Extracted information Block Start

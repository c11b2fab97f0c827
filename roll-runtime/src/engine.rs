//! # Engine 模块
//!
//! 抽取编排器：会话生命周期、调度、统计与同步。
//!
//! ## 执行模型
//!
//! ```text
//! start(now, total) -> StartOutcome
//! tick(now)         -> Vec<RollEvent>
//! next_deadline()   -> Option<Duration>
//! ```
//!
//! 1. `start` 冻结一份打乱的目录，选择动画类型并调度第一步
//! 2. 宿主在 `next_deadline` 到达时调用 `tick`
//! 3. `tick` 按时间顺序执行所有到期任务（步进、延迟隐藏/翻开、完成、网格恢复）
//! 4. 每个任务在其计划时间执行，与 `tick` 被调用的实际时间无关
//!
//! 同一时刻最多一个会话：会话进行中的 `start` 是无操作。

use std::collections::BTreeSet;
use std::time::Duration;

use rand::SeedableRng;
use rand::rngs::StdRng;

use crate::catalog::{self, Catalog, Item};
use crate::config::RollConfig;
use crate::error::{RollError, RollResult};
use crate::event::RollEvent;
use crate::history::{RollHistory, RollRecord};
use crate::input::RollInput;
use crate::scheduler::Scheduler;
use crate::stats::StatsSink;
use crate::strategy::{Next, RollStrategy, RollType, StepContext, StepEffect, StrategyRegistry};
use crate::sync::{SelectionUpdate, SyncChannel};
use crate::timing::{self, SETTLE_DELAY_MS, TRANSIENT_RESET_DELAY_MS};

/// 调度队列中的任务
#[derive(Debug, Clone, PartialEq)]
enum Task {
    /// 调用策略的下一步
    Step,
    /// 隐藏卡片
    Hide(String),
    /// 翻开卡片
    Reveal(String),
    /// 完成本次抽取
    Finish,
    /// 恢复网格的可见/翻开状态
    ResetTransient(RollType),
}

/// `start` 的结果
#[derive(Debug, Clone, Copy, PartialEq, Eq)]
pub enum StartOutcome {
    /// 新会话已开始
    Started(RollType),
    /// 已有会话进行中，请求被忽略
    AlreadySpinning,
}

/// 进行中的会话
#[derive(Debug)]
struct RollSession {
    start: Duration,
    total: Duration,
    roll_type: RollType,
    strategy: Box<dyn RollStrategy>,
    committed: Option<Item>,
}

/// 抽取引擎
///
/// # 使用示例
///
/// ```ignore
/// let mut engine = RollEngine::new(Catalog::builtin(), RollStats::new());
/// engine.handle(RollInput::start("12"), now)?;
///
/// while let Some(deadline) = engine.next_deadline() {
///     // 宿主等待到 deadline...
///     for event in engine.tick(deadline) {
///         // 渲染 event...
///     }
/// }
/// ```
pub struct RollEngine {
    catalog: Catalog,
    config: RollConfig,
    registry: StrategyRegistry,
    stats: Box<dyn StatsSink>,
    channel: SyncChannel,
    history: RollHistory,
    /// 时间起点对应的 Unix 秒（用于历史记录的时间戳）
    wall_epoch: u64,
    rng: StdRng,
    scheduler: Scheduler<Task>,
    session: Option<RollSession>,
    /// 尚未交给宿主的事件（由 `tick` / `handle` 取走）
    pending: Vec<RollEvent>,
    grid_order: Vec<Item>,
    selected: Option<Item>,
    current_roll_type: Option<RollType>,
    visible: BTreeSet<String>,
    revealed: BTreeSet<String>,
}

impl RollEngine {
    /// 创建引擎（标准注册表、默认配置、系统随机源）
    pub fn new(catalog: Catalog, stats: impl StatsSink + 'static) -> Self {
        let grid_order = catalog.items().to_vec();
        let visible = catalog.names();
        Self {
            catalog,
            config: RollConfig::default(),
            registry: StrategyRegistry::standard(),
            stats: Box::new(stats),
            channel: SyncChannel::new(),
            history: RollHistory::new(),
            wall_epoch: 0,
            rng: StdRng::from_os_rng(),
            scheduler: Scheduler::new(),
            session: None,
            pending: Vec::new(),
            grid_order,
            selected: None,
            current_roll_type: None,
            visible,
            revealed: BTreeSet::new(),
        }
    }

    /// 设置时长配置
    pub fn with_config(mut self, config: RollConfig) -> Self {
        self.config = config;
        self
    }

    /// 设置策略注册表
    pub fn with_registry(mut self, registry: StrategyRegistry) -> Self {
        self.registry = registry;
        self
    }

    /// 使用固定种子（测试与 `--seed`）
    pub fn with_seed(mut self, seed: u64) -> Self {
        self.rng = StdRng::seed_from_u64(seed);
        self
    }

    /// 设置同步通道
    pub fn with_channel(mut self, channel: SyncChannel) -> Self {
        self.channel = channel;
        self
    }

    /// 设置历史记录（例如从宿主恢复）
    pub fn with_history(mut self, history: RollHistory) -> Self {
        self.history = history;
        self
    }

    /// 设置时间起点对应的 Unix 秒
    ///
    /// 引擎不读取系统时钟；历史记录的时间戳为 `wall_epoch + now`。
    pub fn with_wall_epoch(mut self, unix_secs: u64) -> Self {
        self.wall_epoch = unix_secs;
        self
    }

    //=========================================================================
    // 会话
    //=========================================================================

    /// 开始一次抽取，动画类型从注册表中均匀随机选择
    pub fn start(&mut self, now: Duration, total: Duration) -> StartOutcome {
        if self.session.is_some() {
            return StartOutcome::AlreadySpinning;
        }
        let roll_type = self.registry.pick(&mut self.rng);
        self.begin(now, total, roll_type)
    }

    /// 以指定动画类型开始一次抽取
    pub fn start_with(&mut self, now: Duration, total: Duration, roll_type: RollType) -> StartOutcome {
        if self.session.is_some() {
            return StartOutcome::AlreadySpinning;
        }
        self.begin(now, total, roll_type)
    }

    fn begin(&mut self, now: Duration, total: Duration, requested: RollType) -> StartOutcome {
        self.selected = None;
        // 上一次揭示动画的网格恢复提前完成
        self.scheduler
            .cancel_where(|task| matches!(task, Task::ResetTransient(_)));
        self.visible = self.catalog.names();
        self.revealed.clear();

        self.grid_order = catalog::shuffled(self.catalog.items(), &mut self.rng);
        let pool = catalog::enabled_or_all(&self.grid_order, self.stats.disabled_names());

        let strategy = self.registry.build(requested, &pool, &mut self.rng);
        let roll_type = strategy.roll_type();
        if roll_type == RollType::HideReveal {
            self.visible = pool.iter().map(|item| item.name.clone()).collect();
        }
        self.current_roll_type = Some(roll_type);

        self.scheduler.schedule(now + strategy.initial_delay(), Task::Step);
        self.session = Some(RollSession {
            start: now,
            total,
            roll_type,
            strategy,
            committed: None,
        });

        let duration_ms = timing::whole_millis(total);
        tracing::info!(
            roll_type = %roll_type,
            duration_ms,
            pool = pool.len(),
            "抽取开始"
        );
        self.pending.push(RollEvent::Started {
            roll_type,
            duration_ms,
            pool: pool.len(),
        });
        StartOutcome::Started(roll_type)
    }

    /// 执行所有到期任务，返回产生的事件
    pub fn tick(&mut self, now: Duration) -> Vec<RollEvent> {
        let mut events = std::mem::take(&mut self.pending);
        while let Some((at, task)) = self.scheduler.pop_due(now) {
            self.run_task(at, task, &mut events);
        }
        events
    }

    /// 最早的待执行任务时间
    pub fn next_deadline(&self) -> Option<Duration> {
        self.scheduler.next_deadline()
    }

    fn run_task(&mut self, at: Duration, task: Task, events: &mut Vec<RollEvent>) {
        match task {
            Task::Step => self.run_step(at, events),
            Task::Hide(name) => {
                if self.visible.remove(&name) {
                    events.push(RollEvent::Hidden { name });
                }
            }
            Task::Reveal(name) => {
                if self.revealed.insert(name.clone()) {
                    events.push(RollEvent::Revealed { name });
                }
            }
            Task::Finish => self.finish(at, events),
            Task::ResetTransient(roll_type) => {
                self.visible = self.catalog.names();
                self.revealed.clear();
                self.current_roll_type = None;
                tracing::debug!(roll_type = %roll_type, "网格已恢复");
                events.push(RollEvent::TransientReset { roll_type });
            }
        }
    }

    fn run_step(&mut self, at: Duration, events: &mut Vec<RollEvent>) {
        let Some(session) = self.session.as_mut() else {
            return;
        };
        let ctx = StepContext {
            now: at,
            start: session.start,
            total: session.total,
        };
        let step = session.strategy.step(&ctx, &mut self.rng);
        let roll_type = session.roll_type;

        for effect in step.effects {
            match effect {
                StepEffect::Select(item) => {
                    tracing::debug!(name = %item.name, progress = ctx.progress(), "step");
                    self.channel.publish(SelectionUpdate::from_item(&item, false));
                    self.selected = Some(item.clone());
                    events.push(RollEvent::Selected { item });
                }
                StepEffect::Hide { name, after } => {
                    self.scheduler.schedule(at + after, Task::Hide(name));
                }
                StepEffect::Reveal { name, after } => {
                    self.scheduler.schedule(at + after, Task::Reveal(name));
                }
            }
        }

        match step.next {
            Next::Continue(delay) => {
                self.scheduler.schedule(at + delay, Task::Step);
            }
            Next::Commit(item) => {
                self.channel.publish(SelectionUpdate::from_item(&item, true));
                self.selected = Some(item.clone());
                if let Some(session) = self.session.as_mut() {
                    session.committed = Some(item.clone());
                }
                self.scheduler
                    .schedule(at + timing::millis(SETTLE_DELAY_MS), Task::Finish);
                events.push(RollEvent::Committed { item, roll_type });
            }
        }
    }

    fn finish(&mut self, at: Duration, events: &mut Vec<RollEvent>) {
        let Some(session) = self.session.take() else {
            return;
        };
        let Some(item) = session.committed.or_else(|| self.selected.clone()) else {
            tracing::warn!(roll_type = %session.roll_type, "会话结束时没有选中条目");
            return;
        };

        self.stats.increment(&item.name);
        self.history.push(RollRecord::new(
            item.name.clone(),
            session.roll_type,
            timing::whole_millis(session.total),
            self.wall_epoch.saturating_add(at.as_secs()),
        ));

        if session.roll_type.uses_transient_sets() {
            self.scheduler.schedule(
                at + timing::millis(TRANSIENT_RESET_DELAY_MS),
                Task::ResetTransient(session.roll_type),
            );
        }

        tracing::info!(name = %item.name, roll_type = %session.roll_type, "抽取完成");
        events.push(RollEvent::Finished {
            item,
            roll_type: session.roll_type,
        });
    }

    //=========================================================================
    // 宿主输入与管理操作
    //=========================================================================

    /// 处理宿主输入，返回立即产生的事件
    ///
    /// 会话进行中的开始请求被忽略（返回空事件列表），
    /// 管理操作则返回 [`RollError::Spinning`]。
    pub fn handle(&mut self, input: RollInput, now: Duration) -> RollResult<Vec<RollEvent>> {
        match input {
            RollInput::Start { duration } => {
                let total = self.config.parse_duration(&duration);
                if self.start(now, total) == StartOutcome::AlreadySpinning {
                    tracing::debug!("抽取进行中，忽略开始请求");
                }
            }
            RollInput::StartWith {
                duration,
                roll_type,
            } => {
                let total = self.config.parse_duration(&duration);
                if self.start_with(now, total, roll_type) == StartOutcome::AlreadySpinning {
                    tracing::debug!("抽取进行中，忽略开始请求");
                }
            }
            RollInput::ToggleDisabled { name } => {
                self.toggle_disabled(&name)?;
            }
            RollInput::ResetStats => self.reset_stats()?,
        }
        Ok(std::mem::take(&mut self.pending))
    }

    /// 切换条目的禁用状态，返回切换后是否禁用
    pub fn toggle_disabled(&mut self, name: &str) -> RollResult<bool> {
        if self.is_spinning() {
            return Err(RollError::Spinning);
        }
        if !self.catalog.contains(name) {
            return Err(RollError::UnknownItem {
                name: name.to_string(),
            });
        }
        let disabled = self.stats.toggle_disabled(name);
        self.pending.push(RollEvent::DisabledChanged {
            name: name.to_string(),
            disabled,
        });
        Ok(disabled)
    }

    /// 清空计数与禁用集合
    pub fn reset_stats(&mut self) -> RollResult<()> {
        if self.is_spinning() {
            return Err(RollError::Spinning);
        }
        self.stats.reset();
        self.pending.push(RollEvent::StatsReset);
        Ok(())
    }

    //=========================================================================
    // 可观察状态
    //=========================================================================

    /// 当前高亮的条目
    pub fn selected(&self) -> Option<&Item> {
        self.selected.as_ref()
    }

    /// 当前（或最近一次）的动画类型；揭示类动画恢复网格后清空
    pub fn current_roll_type(&self) -> Option<RollType> {
        self.current_roll_type
    }

    /// 可见的卡片
    pub fn visible(&self) -> &BTreeSet<String> {
        &self.visible
    }

    /// 已翻开的卡片
    pub fn revealed(&self) -> &BTreeSet<String> {
        &self.revealed
    }

    /// 当前网格顺序（每次开始时重新打乱）
    pub fn grid_order(&self) -> &[Item] {
        &self.grid_order
    }

    /// 是否有会话进行中
    pub fn is_spinning(&self) -> bool {
        self.session.is_some()
    }

    /// 当前会话的进度
    pub fn progress(&self, now: Duration) -> Option<f64> {
        self.session
            .as_ref()
            .map(|s| timing::progress(s.start, now, s.total))
    }

    /// 目录
    pub fn catalog(&self) -> &Catalog {
        &self.catalog
    }

    /// 时长配置
    pub fn config(&self) -> &RollConfig {
        &self.config
    }

    /// 统计数据
    pub fn stats(&self) -> &dyn StatsSink {
        self.stats.as_ref()
    }

    /// 抽取历史
    pub fn history(&self) -> &RollHistory {
        &self.history
    }

    /// 同步通道
    pub fn channel(&self) -> &SyncChannel {
        &self.channel
    }

    /// 同步通道（用于订阅）
    pub fn channel_mut(&mut self) -> &mut SyncChannel {
        &mut self.channel
    }
}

Extracted information Block End

## Your task
Find the line with "pub fn config(&self)". Transcribe it and every line after it exactly, through the end of the records above, and nothing else.

## Problem solution
    pub fn config(&self) -> &RollConfig {
        &self.config
    }

    /// 统计数据
    pub fn stats(&self) -> &dyn StatsSink {
        self.stats.as_ref()
    }

    /// 抽取历史
    pub fn history(&self) -> &RollHistory {
        &self.history
    }

    /// 同步通道
    pub fn channel(&self) -> &SyncChannel {
        &self.channel
    }

    /// 同步通道（用于订阅）
    pub fn channel_mut(&mut self) -> &mut SyncChannel {
        &mut self.channel
    }
}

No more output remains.